HOW TO COMPLETE THIS TASK: Working through the entries below, find how many lines include the string "insert"; give only that number.
----
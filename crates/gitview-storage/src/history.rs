//! Revision resolution and commit history walks.

use crate::{
    Commit, ObjectId, ObjectType, Repository, Result, StorageError, Tag, HEAD, R_HEADS, R_REMOTES,
    R_TAGS,
};
use gitview_types::SearchType;
use std::collections::{BinaryHeap, HashSet};

/// Shortest abbreviated object id accepted as a revision.
const MIN_ABBREV_LEN: usize = 4;

/// Annotated tags pointing at tags deeper than this are not peeled.
const MAX_PEEL_DEPTH: usize = 10;

/// Resolves a revision string to an object id.
///
/// Accepts, in order: nothing or `HEAD`, a full ref name, a branch,
/// tag or remote name, a full object id, or an unambiguous id prefix.
/// Returns `Ok(None)` when nothing matches.
pub fn resolve_revision(repo: &Repository, revision: Option<&str>) -> Result<Option<ObjectId>> {
    let revision = revision.map(str::trim).unwrap_or_default();
    if revision.is_empty() || revision == HEAD {
        return match repo.head() {
            Ok(id) => Ok(Some(id)),
            Err(StorageError::RefNotFound(_)) => Ok(None),
            Err(e) => Err(e),
        };
    }

    for candidate in [
        revision.to_string(),
        format!("{}{}", R_HEADS, revision),
        format!("{}{}", R_TAGS, revision),
        format!("{}{}", R_REMOTES, revision),
    ] {
        if repo.refs.contains(&candidate) {
            return match repo.refs.resolve(&candidate) {
                Ok(id) => Ok(Some(id)),
                Err(StorageError::RefNotFound(_)) => Ok(None),
                Err(e) => Err(e),
            };
        }
    }

    if !revision.bytes().all(|b| b.is_ascii_hexdigit()) {
        return Ok(None);
    }
    if revision.len() == ObjectId::HEX_LEN {
        let id = ObjectId::from_hex(revision)?;
        return Ok(repo.objects.contains(&id).then_some(id));
    }
    if revision.len() >= MIN_ABBREV_LEN && revision.len() < ObjectId::HEX_LEN {
        return Ok(repo.objects.find_unique_prefix(revision));
    }
    Ok(None)
}

/// Follows annotated tags until a non-tag object is reached.
pub(crate) fn peel(repo: &Repository, id: ObjectId) -> Result<ObjectId> {
    let mut current = id;
    for _ in 0..MAX_PEEL_DEPTH {
        let object = repo.objects.get(&current)?;
        if object.object_type != ObjectType::Tag {
            return Ok(current);
        }
        current = Tag::parse(&object)?.object;
    }
    Err(StorageError::InvalidObject(format!(
        "tag chain starting at {} is too deep",
        id
    )))
}

/// Looks up a commit by revision; `None` resolves HEAD.
///
/// Returns `Ok(None)` when the revision is unknown or does not name a commit.
pub fn get_commit(repo: &Repository, revision: Option<&str>) -> Result<Option<Commit>> {
    let Some(id) = resolve_revision(repo, revision)? else {
        return Ok(None);
    };
    let id = match peel(repo, id) {
        Ok(id) => id,
        Err(StorageError::ObjectNotFound(_)) => return Ok(None),
        Err(e) => return Err(e),
    };
    let object = match repo.objects.get(&id) {
        Ok(object) => object,
        Err(StorageError::ObjectNotFound(_)) => return Ok(None),
        Err(e) => return Err(e),
    };
    if object.object_type != ObjectType::Commit {
        return Ok(None);
    }
    Commit::parse(&object).map(Some)
}

/// Walks history from `start`, newest commit first.
///
/// Skips `offset` commits and returns at most `limit`.
pub fn get_revlog(
    repo: &Repository,
    start: Option<&str>,
    offset: usize,
    limit: usize,
) -> Result<Vec<Commit>> {
    let Some(head) = get_commit(repo, start)? else {
        return Ok(Vec::new());
    };
    RevWalk::new(repo, head)
        .skip(offset)
        .take(limit)
        .collect()
}

/// Searches history from `start` for commits matching `term`.
///
/// Matching is a case-insensitive substring test against the message
/// (`Commit`), or the name and email of the author or committer.
pub fn search_revlogs(
    repo: &Repository,
    start: Option<&str>,
    term: &str,
    search_type: SearchType,
    offset: usize,
    limit: usize,
) -> Result<Vec<Commit>> {
    let term = term.trim().to_lowercase();
    if term.is_empty() {
        return Ok(Vec::new());
    }
    let Some(head) = get_commit(repo, start)? else {
        return Ok(Vec::new());
    };

    let mut results = Vec::new();
    let mut skipped = 0;
    for commit in RevWalk::new(repo, head) {
        let commit = commit?;
        if !matches_search(&commit, &term, search_type) {
            continue;
        }
        if skipped < offset {
            skipped += 1;
            continue;
        }
        results.push(commit);
        if results.len() >= limit {
            break;
        }
    }

    tracing::debug!(
        repository = %repo.name,
        term = %term,
        search_type = %search_type,
        hits = results.len(),
        "Searched revlog"
    );
    Ok(results)
}

fn matches_search(commit: &Commit, term: &str, search_type: SearchType) -> bool {
    match search_type {
        SearchType::Commit => commit.message.to_lowercase().contains(term),
        SearchType::Author => {
            commit.author.name.to_lowercase().contains(term)
                || commit.author.email.to_lowercase().contains(term)
        }
        SearchType::Committer => {
            commit.committer.name.to_lowercase().contains(term)
                || commit.committer.email.to_lowercase().contains(term)
        }
    }
}

/// Commit-time ordered traversal of all ancestors of a commit.
struct RevWalk<'a> {
    repo: &'a Repository,
    queue: BinaryHeap<(i64, ObjectId)>,
    pending: Vec<Commit>,
    seen: HashSet<ObjectId>,
}

impl<'a> RevWalk<'a> {
    fn new(repo: &'a Repository, start: Commit) -> Self {
        let mut seen = HashSet::new();
        seen.insert(start.id);
        Self {
            repo,
            queue: BinaryHeap::from([(start.commit_time(), start.id)]),
            pending: vec![start],
            seen,
        }
    }

    fn load(&self, id: &ObjectId) -> Result<Option<Commit>> {
        match self.repo.objects.get(id) {
            Ok(object) => Commit::parse(&object).map(Some),
            Err(StorageError::ObjectNotFound(_)) => {
                // shallow or partially loaded history
                tracing::debug!(repository = %self.repo.name, commit = %id, "Missing parent");
                Ok(None)
            }
            Err(e) => Err(e),
        }
    }
}

impl Iterator for RevWalk<'_> {
    type Item = Result<Commit>;

    fn next(&mut self) -> Option<Self::Item> {
        let (_, id) = self.queue.pop()?;
        let commit = match self.pending.iter().position(|c| c.id == id) {
            Some(idx) => self.pending.swap_remove(idx),
            None => return Some(Err(StorageError::ObjectNotFound(id.to_hex()))),
        };

        for parent in &commit.parents {
            if !self.seen.insert(*parent) {
                continue;
            }
            match self.load(parent) {
                Ok(Some(parent_commit)) => {
                    self.queue.push((parent_commit.commit_time(), parent_commit.id));
                    self.pending.push(parent_commit);
                }
                Ok(None) => {}
                Err(e) => return Some(Err(e)),
            }
        }

        Some(Ok(commit))
    }
}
----
ANSWER BOX: 2